Il ne faut pas craindre de le dire cette habitude de passivité intellectuelle entraine une lamentable disposition à la servitude, car on ne conçoit plus la vie morale et sociale que comme celle d'un atelier où l'ordre matériel, l'hygiène, et l'extrême division du travail sont des lois utiles à observer. C'est ainsi que la dissolution de la personnalité intellectuelle que je signalais tout à l'heure est corrélative, comme il est naturel, de l'affaissement du caractère. On imagine difficilement les énormités que débitent tranquillement certains candidats, sur « le droit au bonheur par tous les moyens », sur « le droit que nous aurions de tuer quelqu'un, si la société ne s'y opposait pas », sur l'effacement de nos libertés devant l'autorité qui maintient par la force l'ordre extérieur. Passe encore si de telles assertions traduisaient un sens réel de l'autorité véritable et de la discipline salutaire ! Mais non, il n'y a ici qu'une sorte d'abdication égoïstement consentie par crainte des risques et désir de tranquillité.
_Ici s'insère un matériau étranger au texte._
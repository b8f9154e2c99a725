//! Little-endian serialization of shader binary records.

use std::io::{self, Write};

use byteorder::{LittleEndian, WriteBytesExt};

use crate::{
    ConstantInfo, DvlbHeader, DvleHeader, DvlpHeader, Float24, LabelInfo, OutputRegisterInfo,
    SwizzleInfo, TableLocation, UniformInfo,
};

pub trait WriteTo<W: Write> {
    fn write_to(&self, w: &mut W) -> io::Result<()>;
}

impl<W: Write> WriteTo<W> for u32 {
    fn write_to(&self, w: &mut W) -> io::Result<()> {
        w.write_u32::<LittleEndian>(*self)
    }
}

impl<W: Write> WriteTo<W> for Float24 {
    fn write_to(&self, w: &mut W) -> io::Result<()> {
        w.write_u32::<LittleEndian>(self.to_bits())
    }
}

impl<W: Write, T: WriteTo<W>> WriteTo<W> for [T] {
    fn write_to(&self, w: &mut W) -> io::Result<()> {
        for item in self {
            item.write_to(w)?;
        }
        Ok(())
    }
}

impl<W: Write> WriteTo<W> for DvlbHeader {
    fn write_to(&self, w: &mut W) -> io::Result<()> {
        w.write_u32::<LittleEndian>(self.magic_word)?;
        w.write_u32::<LittleEndian>(self.num_programs)?;
        Ok(())
    }
}

impl<W: Write> WriteTo<W> for DvlpHeader {
    fn write_to(&self, w: &mut W) -> io::Result<()> {
        w.write_u32::<LittleEndian>(self.magic_word)?;
        w.write_u32::<LittleEndian>(self.version)?;
        w.write_u32::<LittleEndian>(self.binary_offset)?;
        w.write_u32::<LittleEndian>(self.binary_size_words)?;
        w.write_u32::<LittleEndian>(self.swizzle_info_offset)?;
        w.write_u32::<LittleEndian>(self.swizzle_info_num_entries)?;
        w.write_u32::<LittleEndian>(self.filename_symbol_offset)?;
        Ok(())
    }
}

impl<W: Write> WriteTo<W> for TableLocation {
    fn write_to(&self, w: &mut W) -> io::Result<()> {
        w.write_u32::<LittleEndian>(self.offset)?;
        w.write_u32::<LittleEndian>(self.count)?;
        Ok(())
    }
}

impl<W: Write> WriteTo<W> for DvleHeader {
    fn write_to(&self, w: &mut W) -> io::Result<()> {
        w.write_u32::<LittleEndian>(self.magic_word)?;
        w.write_u16::<LittleEndian>(self._padding1)?;
        w.write_u8(self.shader_type)?;
        w.write_u8(self._padding2)?;
        w.write_u32::<LittleEndian>(self.main_offset_words)?;
        w.write_u32::<LittleEndian>(self.endmain_offset_words)?;
        w.write_u32::<LittleEndian>(self._padding3)?;
        w.write_u32::<LittleEndian>(self._padding4)?;
        self.constant_table.write_to(w)?;
        self.label_table.write_to(w)?;
        self.output_register_table.write_to(w)?;
        self.uniform_table.write_to(w)?;
        self.symbol_table.write_to(w)?;
        Ok(())
    }
}

impl<W: Write> WriteTo<W> for ConstantInfo {
    fn write_to(&self, w: &mut W) -> io::Result<()> {
        w.write_u32::<LittleEndian>(self.first_word)?;
        self.value_words.write_to(w)
    }
}

impl<W: Write> WriteTo<W> for LabelInfo {
    fn write_to(&self, w: &mut W) -> io::Result<()> {
        w.write_u32::<LittleEndian>(self.id_word)?;
        w.write_u32::<LittleEndian>(self.program_offset)?;
        w.write_u32::<LittleEndian>(self.unknown)?;
        w.write_u32::<LittleEndian>(self.name_offset)?;
        Ok(())
    }
}

impl<W: Write> WriteTo<W> for OutputRegisterInfo {
    fn write_to(&self, w: &mut W) -> io::Result<()> {
        w.write_u64::<LittleEndian>(self.hex)
    }
}

impl<W: Write> WriteTo<W> for UniformInfo {
    fn write_to(&self, w: &mut W) -> io::Result<()> {
        w.write_u32::<LittleEndian>(self.symbol_offset)?;
        w.write_u32::<LittleEndian>(self.regs)?;
        Ok(())
    }
}

impl<W: Write> WriteTo<W> for SwizzleInfo {
    fn write_to(&self, w: &mut W) -> io::Result<()> {
        w.write_u32::<LittleEndian>(self.pattern)?;
        w.write_u32::<LittleEndian>(self.unknown)?;
        Ok(())
    }
}
//! Memory layouts for DVLB shader binaries, the container format holding
//! compiled microcode for the PICA200 GPU.
//!
//! A DVLB file starts with a [`DvlbHeader`] and a table of offsets, one per
//! shader variant. A single [`DvlpHeader`] follows the offset table and locates
//! the microcode shared by every variant. Each variant begins with a
//! [`DvleHeader`] locating its own tables of [`ConstantInfo`], [`LabelInfo`],
//! [`OutputRegisterInfo`] and [`UniformInfo`] entries, plus a table of
//! NUL-terminated symbol strings.
//!
//! Every record is a `#[repr(C)]` [`Pod`](bytemuck::Pod) type with the exact
//! size of its on-disk form. Packed words are interpreted through [`bitview`]
//! descriptors. The [`binary`] module navigates a whole file held in memory.
//!
//! # Byte order
//!
//! Files are little-endian. [`Record::read_from_bytes`] and the [`binary`]
//! navigator convert to the host's representation; [`Record::ref_from_bytes`]
//! overlays the bytes as they are, which is exact only on little-endian hosts.
//!
//! # Features
//!
//! - `std` (default): [`write::WriteTo`] for serializing records, and
//!   [`std::error::Error`] for [`LayoutError`]. Without it the crate is
//!   `no_std`.

#![cfg_attr(not(feature = "std"), no_std)]

use core::mem::size_of;

use bytemuck::Pod;

pub mod binary;
mod constant;
mod error;
mod header;
mod label;
mod output;
mod swizzle;
mod uniform;
#[cfg(feature = "std")]
pub mod write;

pub use constant::{ConstantInfo, ConstantType, ConstantValue, Float24};
pub use error::LayoutError;
pub use header::{DvlbHeader, DvleHeader, DvlpHeader, ShaderType, TableLocation};
pub use label::LabelInfo;
pub use output::{OutputRegisterInfo, OutputSemantic};
pub use swizzle::SwizzleInfo;
pub use uniform::{RegisterType, UniformInfo};

/// Fixed-size records that appear at known offsets or as table entries in a
/// shader binary.
pub trait Record: Pod {
    /// The record's size in bytes. Tables are packed arrays of records of this
    /// size.
    const SIZE: usize = size_of::<Self>();

    /// Converts a record loaded byte-for-byte from little-endian data into host
    /// representation.
    ///
    /// This is the identity on little-endian hosts.
    #[must_use]
    fn from_le(self) -> Self;

    /// Overlays a record on the start of `bytes` without copying.
    ///
    /// The bytes are used as-is, so multi-byte fields are only meaningful on a
    /// little-endian host.
    fn ref_from_bytes(bytes: &[u8]) -> Result<&Self, LayoutError> {
        let bytes = prefix::<Self>(bytes)?;
        bytemuck::try_from_bytes(bytes).map_err(|_| LayoutError::Misaligned)
    }

    /// Reads a record from the start of `bytes`, which need not be aligned, and
    /// converts it into host representation.
    fn read_from_bytes(bytes: &[u8]) -> Result<Self, LayoutError> {
        let bytes = prefix::<Self>(bytes)?;
        Ok(bytemuck::pod_read_unaligned::<Self>(bytes).from_le())
    }
}

fn prefix<T: Record>(bytes: &[u8]) -> Result<&[u8], LayoutError> {
    bytes.get(..T::SIZE).ok_or(LayoutError::TooShort {
        needed: T::SIZE,
        available: bytes.len(),
    })
}

impl Record for u32 {
    fn from_le(self) -> Self {
        u32::from_le(self)
    }
}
Pour prévenir tout malentendu, qu'on veuille bien me pardonner de rappeler brièvement que toute préoccupation politique est absolument étrangère à ce rapport et que même le rapporteur n'est pas seulement un vieil universitaire, mais encore un très vieux républicain : j'ai cru simplement qu'après avoir écouté les libres appréciations de mes collègues de l'Enseignement supérieur et de l'Enseignement secondaire, j'avais le devoir, comme doyen, de les prendre à mon compte, parce qu'elles m'ont paru justes et qu'elles ne concordaient que trop entre elles ; et si je les ai exprimées avec franchise, et peut-être avec émotion, c'est parce qu'il ne s'agit plus seulement ici du baccalauréat, mais des intérêts suprêmes de l'Université et de la Patrie.

En effet, des rapports de mes collaborateurs que je viens de résumer, quand je ne les ai pas littéralement transcrits, et des nombreuses conférences que j'ai eues avec eux au cours des examens, il ressort nettement pour moi que la crise que nous avons à combattre, ce n'est pas seulement celle d'une partie de l'enseignement, mais celle de l'esprit national.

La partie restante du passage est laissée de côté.